***** Record set *****

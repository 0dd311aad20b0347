/*!
# Frijolitos Costeños — sales dashboard backend

Backend for a small-business sales tracking dashboard. Salespeople upload
spreadsheets of sales rows with inconsistent headers, number formats and
date formats; the service normalizes them into canonical records, persists
them in a hosted store scoped per user, and serves the aggregated views the
dashboard renders.

## Architecture

The service is an axum HTTP application over two injected collaborators:

- **Store** — a PostgREST-style record store (Supabase in production, an
  in-memory double for tests). No server-side cache: every mutation is
  followed by a full owner-scoped reload.
- **Auth** — a GoTrue-style token service. Sessions live in an HTTP-only
  cookie; every data route resolves it before touching the store.

## Modules

- **record**: canonical sales record and raw cell values
- **normalize**: header folding, synonym matching, number/date parsing
- **ingest**: workbook decoding and the upload pipeline
- **store** / **auth**: external collaborators and their test doubles
- **table**: filter/sort/paginate engine and file provenance groups
- **analytics**: KPI and grouped aggregations
- **geo**: heatmap bucketing onto known locations
- **export**: CSV/XLSX encoders, upload template, report workbook
- **charts**: plotters-rendered PNG charts
- **report**: the PDF analysis report
- **app**: routing and handlers
*/

pub mod analytics;
pub mod app;
pub mod auth;
pub mod charts;
pub mod error;
pub mod export;
pub mod geo;
pub mod ingest;
pub mod normalize;
pub mod record;
pub mod report;
pub mod store;
pub mod table;

pub use app::{AppState, run};
pub use error::DashboardError;
pub use record::SalesRecord;
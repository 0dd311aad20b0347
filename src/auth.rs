//! Authentication collaborator: a GoTrue-style token API consumed over
//! HTTP. The crate never stores password material; credentials are
//! forwarded once and the session lives in an HTTP-only cookie afterwards.

use async_trait::async_trait;
use serde::{Deserialize, Serialize};

use crate::error::DashboardError;

/// An authenticated session as the handlers see it.
#[derive(Debug, Clone, Serialize, Deserialize)]
pub struct Session {
    /// Bearer token carried by the session cookie.
    pub access_token: String,
    /// Owner id used to scope every store call.
    pub user_id: String,
    pub email: String,
}

/// Sign-in/sign-up/session contract against the external auth service.
#[async_trait]
pub trait AuthClient: Send + Sync {
    async fn sign_in(&self, email: &str, password: &str) -> Result<Session, DashboardError>;

    async fn sign_up(
        &self,
        email: &str,
        password: &str,
        name: &str,
    ) -> Result<Session, DashboardError>;

    /// Resolves an access token back to its session, or fails with an auth
    /// error when the token is expired or revoked.
    async fn current_user(&self, access_token: &str) -> Result<Session, DashboardError>;

    async fn sign_out(&self, access_token: &str) -> Result<(), DashboardError>;
}

/// HTTP implementation over the Supabase auth endpoints.
pub struct SupabaseAuth {
    http: reqwest::Client,
    auth_url: String,
    api_key: String,
}

#[derive(Deserialize)]
struct TokenResponse {
    access_token: Option<String>,
    user: Option<UserResponse>,
}

#[derive(Deserialize)]
struct UserResponse {
    id: String,
    #[serde(default)]
    email: String,
}

impl SupabaseAuth {
    pub fn new(base_url: &str, api_key: &str) -> Self {
        Self {
            http: reqwest::Client::new(),
            auth_url: format!("{}/auth/v1", base_url.trim_end_matches('/')),
            api_key: api_key.to_string(),
        }
    }

    async fn check(response: reqwest::Response) -> Result<reqwest::Response, DashboardError> {
        if response.status().is_success() {
            Ok(response)
        } else {
            let status = response.status();
            let body = response.text().await.unwrap_or_default();
            Err(DashboardError::Auth(format!("{}: {}", status, body)))
        }
    }

    fn session_from(token: TokenResponse) -> Result<Session, DashboardError> {
        let access_token = token
            .access_token
            .ok_or_else(|| DashboardError::Auth("no access token in response".into()))?;
        let user = token
            .user
            .ok_or_else(|| DashboardError::Auth("no user in response".into()))?;
        Ok(Session {
            access_token,
            user_id: user.id,
            email: user.email,
        })
    }
}

#[async_trait]
impl AuthClient for SupabaseAuth {
    async fn sign_in(&self, email: &str, password: &str) -> Result<Session, DashboardError> {
        let response = self
            .http
            .post(format!("{}/token?grant_type=password", self.auth_url))
            .header("apikey", &self.api_key)
            .json(&serde_json::json!({ "email": email, "password": password }))
            .send()
            .await
            .map_err(|e| DashboardError::Auth(e.to_string()))?;

        let token: TokenResponse = Self::check(response)
            .await?
            .json()
            .await
            .map_err(|e| DashboardError::Auth(e.to_string()))?;
        Self::session_from(token)
    }

    async fn sign_up(
        &self,
        email: &str,
        password: &str,
        name: &str,
    ) -> Result<Session, DashboardError> {
        let response = self
            .http
            .post(format!("{}/signup", self.auth_url))
            .header("apikey", &self.api_key)
            .json(&serde_json::json!({
                "email": email,
                "password": password,
                "data": { "nombre": name },
            }))
            .send()
            .await
            .map_err(|e| DashboardError::Auth(e.to_string()))?;

        let token: TokenResponse = Self::check(response)
            .await?
            .json()
            .await
            .map_err(|e| DashboardError::Auth(e.to_string()))?;
        Self::session_from(token)
    }

    async fn current_user(&self, access_token: &str) -> Result<Session, DashboardError> {
        let response = self
            .http
            .get(format!("{}/user", self.auth_url))
            .header("apikey", &self.api_key)
            .bearer_auth(access_token)
            .send()
            .await
            .map_err(|e| DashboardError::Auth(e.to_string()))?;

        let user: UserResponse = Self::check(response)
            .await?
            .json()
            .await
            .map_err(|e| DashboardError::Auth(e.to_string()))?;
        Ok(Session {
            access_token: access_token.to_string(),
            user_id: user.id,
            email: user.email,
        })
    }

    async fn sign_out(&self, access_token: &str) -> Result<(), DashboardError> {
        let response = self
            .http
            .post(format!("{}/logout", self.auth_url))
            .header("apikey", &self.api_key)
            .bearer_auth(access_token)
            .send()
            .await
            .map_err(|e| DashboardError::Auth(e.to_string()))?;
        Self::check(response).await.map(|_| ())
    }
}

/// Static auth client for tests and offline runs: any credential pair is
/// accepted and the user id is derived from the email.
pub struct StaticAuth;

#[async_trait]
impl AuthClient for StaticAuth {
    async fn sign_in(&self, email: &str, _password: &str) -> Result<Session, DashboardError> {
        Ok(Session {
            access_token: format!("token-{email}"),
            user_id: format!("user-{email}"),
            email: email.to_string(),
        })
    }

    async fn sign_up(
        &self,
        email: &str,
        password: &str,
        _name: &str,
    ) -> Result<Session, DashboardError> {
        self.sign_in(email, password).await
    }

    async fn current_user(&self, access_token: &str) -> Result<Session, DashboardError> {
        match access_token.strip_prefix("token-") {
            Some(email) => Ok(Session {
                access_token: access_token.to_string(),
                user_id: format!("user-{email}"),
                email: email.to_string(),
            }),
            None => Err(DashboardError::Auth("unknown session".into())),
        }
    }

    async fn sign_out(&self, _access_token: &str) -> Result<(), DashboardError> {
        Ok(())
    }
}
use std::sync::Arc;

use clap::Parser;
use log::info;

use frijolitos::app::{self, AppState};
use frijolitos::auth::SupabaseAuth;
use frijolitos::store::SupabaseStore;

/// Sales dashboard backend for Frijolitos Costeños.
#[derive(Parser, Debug)]
#[command(version, about)]
struct Config {
    /// Address to listen on.
    #[arg(long, env = "FRIJOLITOS_BIND", default_value = "127.0.0.1:3000")]
    bind: String,

    /// Base URL of the Supabase project.
    #[arg(long, env = "SUPABASE_URL")]
    supabase_url: String,

    /// Anonymous API key of the Supabase project.
    #[arg(long, env = "SUPABASE_ANON_KEY")]
    supabase_key: String,
}

#[tokio::main]
async fn main() -> Result<(), Box<dyn std::error::Error>> {
    env_logger::init();
    let config = Config::parse();

    info!("connecting to store at {}", config.supabase_url);
    let state = AppState {
        store: Arc::new(SupabaseStore::new(&config.supabase_url, &config.supabase_key)),
        auth: Arc::new(SupabaseAuth::new(&config.supabase_url, &config.supabase_key)),
    };

    app::run(state, &config.bind).await?;
    Ok(())
}
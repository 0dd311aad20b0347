use axum::http::StatusCode;
use axum::response::{IntoResponse, Response};
use axum::Json;
use thiserror::Error;

/// Error taxonomy for the dashboard backend.
///
/// Every failure is caught at the operation boundary (upload handler, delete
/// handler, export handler) and surfaced to the client as a single JSON
/// notification. Normalization fallbacks (unparsable numbers or dates) are
/// deliberately not represented here: they default silently instead of
/// failing the row.
#[derive(Debug, Error)]
pub enum DashboardError {
    /// The uploaded workbook could not be decoded. Nothing was persisted.
    #[error("could not read the uploaded file: {0}")]
    Decode(String),

    /// The external store rejected an insert, select or delete.
    #[error("store request failed: {0}")]
    Store(String),

    /// The auth service rejected the credentials or the session is missing.
    #[error("authentication failed: {0}")]
    Auth(String),

    /// A chart could not be rendered. Callers log and skip the section.
    #[error("chart rendering failed: {0}")]
    Chart(String),

    /// An export encoder (CSV/XLSX/PDF) failed.
    #[error("export failed: {0}")]
    Export(String),
}

impl From<rust_xlsxwriter::XlsxError> for DashboardError {
    fn from(e: rust_xlsxwriter::XlsxError) -> Self {
        DashboardError::Export(e.to_string())
    }
}

impl From<calamine::Error> for DashboardError {
    fn from(e: calamine::Error) -> Self {
        DashboardError::Decode(e.to_string())
    }
}

impl IntoResponse for DashboardError {
    fn into_response(self) -> Response {
        let status = match &self {
            DashboardError::Auth(_) => StatusCode::UNAUTHORIZED,
            DashboardError::Decode(_) => StatusCode::BAD_REQUEST,
            DashboardError::Store(_) => StatusCode::BAD_GATEWAY,
            DashboardError::Chart(_) | DashboardError::Export(_) => {
                StatusCode::INTERNAL_SERVER_ERROR
            }
        };

        if status.is_server_error() {
            log::error!("{self}");
        }
        let body = Json(serde_json::json!({
            "status": "error",
            "message": self.to_string(),
        }));

        (status, body).into_response()
    }
}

*****

Exercise aim:
Tally the lines of the entries that carry the word "analytics" and say only that number.

Result for this exercise:
2